Read from one file at a time

I have the following problematic situation. The data bouquet is split into 10k small files (approximately 8-16 kilobytes each). Depending on user input, I have to load them as quickly as possible and process them. More precisely, each data packet can be divided into 100-100 thousand files, and there are about 1 thousand data packets. However, most of them are smaller.

Now I use a thread pool and every access to the file, the next free stream opens the file, reads it and returns the data prepared for display. Since the number of files will grow in the future, I am not so pleased with this approach, especially if it most likely ends with something around 100 thousand or more files (deploying this, of course, will be fun;)).

So, the idea is to combine all these tiny files for one data packet into a large one and read from it. I can guarantee that it will be read-only, but I do not know the number of threads that will access the same file at the same time (I know the maximum number). This will give me about 1000 files of good size, and I can easily add new data packets.

The question is: how can I allow 1..N threads to be read efficiently from a single file in this scenario? I can use asynchronous I / O on Windows, but it should become synchronous for reading less than 64k. Memory matching the file is not an option, as the expected size is> 1.6 GB, and I still need to be able to run on x86 (if I cannot efficiently display a small part, read it, undo it again), my experience working with memory mapping was that it brought quite overhead compared to one reading).

I thought about opening each of the data packets N times and gave each thread a handle in cyclic mode, but the problem is that it can end (with the number of data files) x (maximum number of threads) open handles (it can easily become 8-16k), and I will need to synchronize every access to the data packet or use incorrect magic to get the next free file descriptor.

Since this does not seem to be the original problem (I think that any database engine has a similar structure, where you can have M tables (data packets) with N rows (files in my case), and you want to allow as many threads as possible for reading lines at the same time). So what is the recommended practice here? BTW, it should work on Windows and Linux, so portable approaches are welcome (or at least approaches that work on both platforms, even if they use different basic APIs - if they can be wrapped up, I'm happy).

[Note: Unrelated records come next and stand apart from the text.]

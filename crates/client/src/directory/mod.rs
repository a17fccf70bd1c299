//! Park directory client.
//!
//! Walks the directory site top-down: home page → region listing → site
//! detail page. Every page goes through the [`CacheStore`], so each URL is
//! downloaded at most once, even across runs.

pub mod parse;

pub use parse::{parse_region_links, parse_site_links};

use std::collections::BTreeMap;

use serde_json::Value;
use url::Url;

use crate::extract::{Extractor, SiteExtractor, SiteRecord};
use crate::fetch::Fetcher;
use nps_core::{CacheStore, Error};

/// Lowercase form used for region lookup keys.
pub fn normalize_region(name: &str) -> String {
    name.trim().to_lowercase()
}

/// Region name → listing URL, built once from the home page.
#[derive(Debug, Clone, Default, PartialEq, Eq)]
pub struct RegionDirectory {
    regions: BTreeMap<String, String>,
}

impl RegionDirectory {
    pub fn from_links(links: impl IntoIterator<Item = (String, String)>) -> Self {
        let regions = links.into_iter().map(|(name, url)| (normalize_region(&name), url)).collect();
        Self { regions }
    }

    /// Listing URL for `name`, ignoring case and surrounding whitespace.
    pub fn get(&self, name: &str) -> Option<&str> {
        self.regions.get(&normalize_region(name)).map(String::as_str)
    }

    pub fn contains(&self, name: &str) -> bool {
        self.get(name).is_some()
    }

    pub fn names(&self) -> impl Iterator<Item = &str> {
        self.regions.keys().map(String::as_str)
    }

    pub fn len(&self) -> usize {
        self.regions.len()
    }

    pub fn is_empty(&self) -> bool {
        self.regions.is_empty()
    }
}

/// Client for the park directory site.
pub struct SiteDirectory<F> {
    fetcher: F,
    base: Url,
    extractor: Box<dyn Extractor>,
}

impl<F: Fetcher> SiteDirectory<F> {
    /// Create a client rooted at `base_url`, using the default page extractor.
    pub fn new(fetcher: F, base_url: &str) -> Result<Self, Error> {
        let base = Url::parse(base_url).map_err(|e| Error::InvalidUrl(format!("{base_url}: {e}")))?;
        Ok(Self { fetcher, base, extractor: Box::new(SiteExtractor::new()) })
    }

    /// Replace the detail-page extractor.
    pub fn with_extractor(mut self, extractor: impl Extractor + 'static) -> Self {
        self.extractor = Box::new(extractor);
        self
    }

    pub fn base_url(&self) -> &Url {
        &self.base
    }

    /// Map every region listed in the home page's region selector to its URL.
    pub async fn list_regions(&self, cache: &mut CacheStore) -> Result<RegionDirectory, Error> {
        let html = self.fetch_page(cache, self.base.as_str()).await?;
        let links = parse_region_links(&html, &self.base)?;

        tracing::debug!(count = links.len(), "listed regions");
        Ok(RegionDirectory::from_links(links))
    }

    /// Detail-page URLs for one region, in listing order.
    pub async fn list_region_sites(&self, cache: &mut CacheStore, region_url: &str) -> Result<Vec<String>, Error> {
        let html = self.fetch_page(cache, region_url).await?;
        let urls = parse_site_links(&html, &self.base)?;

        tracing::debug!(region_url, count = urls.len(), "listed region sites");
        Ok(urls)
    }

    /// Fetch one detail page and extract its record.
    pub async fn fetch_site_record(&self, cache: &mut CacheStore, url: &str) -> Result<SiteRecord, Error> {
        let html = self.fetch_page(cache, url).await?;
        self.extractor.extract(&html, url)
    }

    /// Records for every site in a region, in listing order.
    ///
    /// Sites whose pages lack a mandatory field are skipped; transport and
    /// cache failures abort the whole listing.
    pub async fn fetch_region_sites(&self, cache: &mut CacheStore, region_url: &str) -> Result<Vec<SiteRecord>, Error> {
        let urls = self.list_region_sites(cache, region_url).await?;
        let mut records = Vec::with_capacity(urls.len());

        for url in &urls {
            match self.fetch_site_record(cache, url).await {
                Ok(record) => records.push(record),
                Err(Error::ExtractFailed(reason)) => tracing::warn!(url = %url, %reason, "skipping site"),
                Err(e) => return Err(e),
            }
        }

        Ok(records)
    }

    async fn fetch_page(&self, cache: &mut CacheStore, url: &str) -> Result<String, Error> {
        let fetcher = &self.fetcher;
        let value = cache.get_or_fetch(url, || async move { fetcher.get_text(url).await.map(Value::String) }).await?;

        match value {
            Value::String(html) => Ok(html),
            _ => Err(Error::CacheEntry(url.to_string())),
        }
    }
}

[ EDIT ] It's not about speed, it's about hiding the delay. That is, I read as 100 of these tiny files per second, maybe, so I am at 1 mib / s at best. My main problem is search time (since my access pattern is not predictable), and I want to hide them by disabling reading, showing old data to the user. The question is how to allow multiple threads to issue IO requests across multiple files, possibly> 1 thread, referring to a single file.

It really is not a problem if one of the calls takes 70 ms or so to complete, but I cannot afford it if the lock is read.

+4
source share
5 answers

I don’t think multithreading will help you with disk reading. Assuming the file is on the same drive, you only have one set of read heads to access it, so you are serialized right there.

In this situation, I think that I will have one disk reading process that will sequentially read the file into buffers (this, we hope, maximizes read performance, since reading heads do not need to move the battle too much, assuming a rather unfragmented data file) and a series of processing threads that read buffers, marking them as free when they complete processing.

However, you decided to continue, can I suggest that you make sure that your code is structured in such a way that the number of different types of streams is easily configurable, ideally from the command line of executable files. In such situations, you will want to experiment with different thread configurations to find the best numbers for your specific situation.

+2
source

Linux doesn't have asynchronous I / O at all (yes, there is aio_ *, but it only works on O_DIRECT and has all kinds of weird restrictions), so if you want something portable, you just need to use regular read calls. mmap will work, but the cost of changing the display may be slightly higher if you read only a small amount each time.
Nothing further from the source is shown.